TF/IDF¶

class py_stringmatching.similarity_measure.tfidf.TfIdf(corpus_list=None, dampen=True)[source]¶

Computes TF/IDF measure.

This measure employs the notion of TF/IDF score commonly used in information retrieval (IR) to find documents that are relevant to keyword queries. The intuition underlying the TF/IDF measure is that two strings are similar if they share distinguishing terms. See the string matching chapter in the book “Principles of Data Integration”

Parameters:

corpus_list (list of lists) – The corpus that will be used to compute TF and IDF values. This corpus is a list of strings, where each string has been tokenized into a list of tokens (that is, a bag of tokens). The default is set to None. In this case, when we call this TF/IDF measure on two input strings (using get_raw_score or get_sim_score), the corpus is taken to be the list of those two strings.
dampen (boolean) – Flag to indicate whether ‘log’ should be used in TF and IDF formulas (defaults to True).

dampen¶

boolean

An attribute to store the dampen flag.

get_corpus_list()[source]¶

Get corpus list.

Returns:	corpus list (list of lists).

get_dampen()[source]¶

Get dampen flag.

Returns:	dampen flag (boolean).

get_raw_score(bag1, bag2)[source]¶

Computes the raw TF/IDF score between two lists.
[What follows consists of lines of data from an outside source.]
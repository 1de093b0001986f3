use crate::domain::ports::DiscountCodeSource;

/// 模擬 session：固定回傳同一個折扣碼（或沒有折扣碼）
#[derive(Debug, Clone, Default, PartialEq, Eq)]
pub struct SessionDiscountCode {
    code: Option<String>,
}

impl SessionDiscountCode {
    pub fn new(code: Option<String>) -> Self {
        Self { code }
    }

    pub fn with_code(code: impl Into<String>) -> Self {
        Self {
            code: Some(code.into()),
        }
    }

    pub fn code(&self) -> Option<&str> {
        self.code.as_deref()
    }
}

impl DiscountCodeSource for SessionDiscountCode {
    fn current_discount_code(&self) -> Option<String> {
        self.code.clone()
    }
}

#[cfg(test)]
mod tests {
    use super::*;

    #[test]
    fn test_session_returns_configured_code() {
        assert_eq!(
            SessionDiscountCode::with_code("xmas").current_discount_code(),
            Some("xmas".to_string())
        );
        assert_eq!(SessionDiscountCode::default().current_discount_code(), None);
    }
}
Parameters:	bag1,bag2 (list) – Input lists.
Returns:	TF/IDF score between the input lists (float).
Raises:	`TypeError` – If the inputs are not lists or if one of the inputs is None.

Examples

>>> # here the corpus is a list of three strings that
>>> # have been tokenized into three lists of tokens
>>> tfidf = TfIdf([['a', 'b', 'a'], ['a', 'c'], ['a']])
>>> tfidf.get_raw_score(['a', 'b', 'a'], ['b', 'c'])
0.7071067811865475
>>> tfidf.get_raw_score(['a', 'b', 'a'], ['a'])
0.0
>>> tfidf = TfIdf([['x', 'y'], ['w'], ['q']])
>>> tfidf.get_raw_score(['a', 'b', 'a'], ['a'])
0.0
>>> tfidf = TfIdf([['a', 'b', 'a'], ['a', 'c'], ['a'], ['b']], False)
>>> tfidf.get_raw_score(['a', 'b', 'a'], ['a', 'c'])
0.25298221281347033
>>> tfidf = TfIdf(dampen=False)
>>> tfidf.get_raw_score(['a', 'b', 'a'], ['a'])
0.7071067811865475
>>> tfidf = TfIdf()
>>> tfidf.get_raw_score(['a', 'b', 'a'], ['a'])
0.0

get_sim_score(bag1, bag2)[source]¶

Computes the normalized TF/IDF similarity score between two lists. Simply call get_raw_score.

Parameters:	bag1,bag2 (list) – Input lists.
Returns:	Normalized TF/IDF similarity score between the input lists (float).
Raises:	`TypeError` – If the inputs are not lists or if one of the inputs is None.

Examples

>>> # here the corpus is a list of three strings that
>>> # have been tokenized into three lists of tokens
>>> tfidf = TfIdf([['a', 'b', 'a'], ['a', 'c'], ['a']])
>>> tfidf.get_sim_score(['a', 'b', 'a'], ['b', 'c'])
0.7071067811865475
>>> tfidf.get_sim_score(['a', 'b', 'a'], ['a'])
0.0
>>> tfidf = TfIdf([['x', 'y'], ['w'], ['q']])
>>> tfidf.get_sim_score(['a', 'b', 'a'], ['a'])
0.0
>>> tfidf = TfIdf([['a', 'b', 'a'], ['a', 'c'], ['a'], ['b']], False)
>>> tfidf.get_sim_score(['a', 'b', 'a'], ['a', 'c'])
0.25298221281347033
>>> tfidf = TfIdf(dampen=False)
>>> tfidf.get_sim_score(['a', 'b', 'a'], ['a'])
0.7071067811865475
>>> tfidf = TfIdf()
>>> tfidf.get_sim_score(['a', 'b', 'a'], ['a'])
0.0

set_corpus_list(corpus_list)[source]¶

Set corpus list.

Parameters:	corpus_list (list of lists) – Corpus list.

set_dampen(dampen)[source]¶

Set dampen flag.

Parameters:	dampen (boolean) – Flag to indicate whether ‘log’ should be applied to TF and IDF formulas.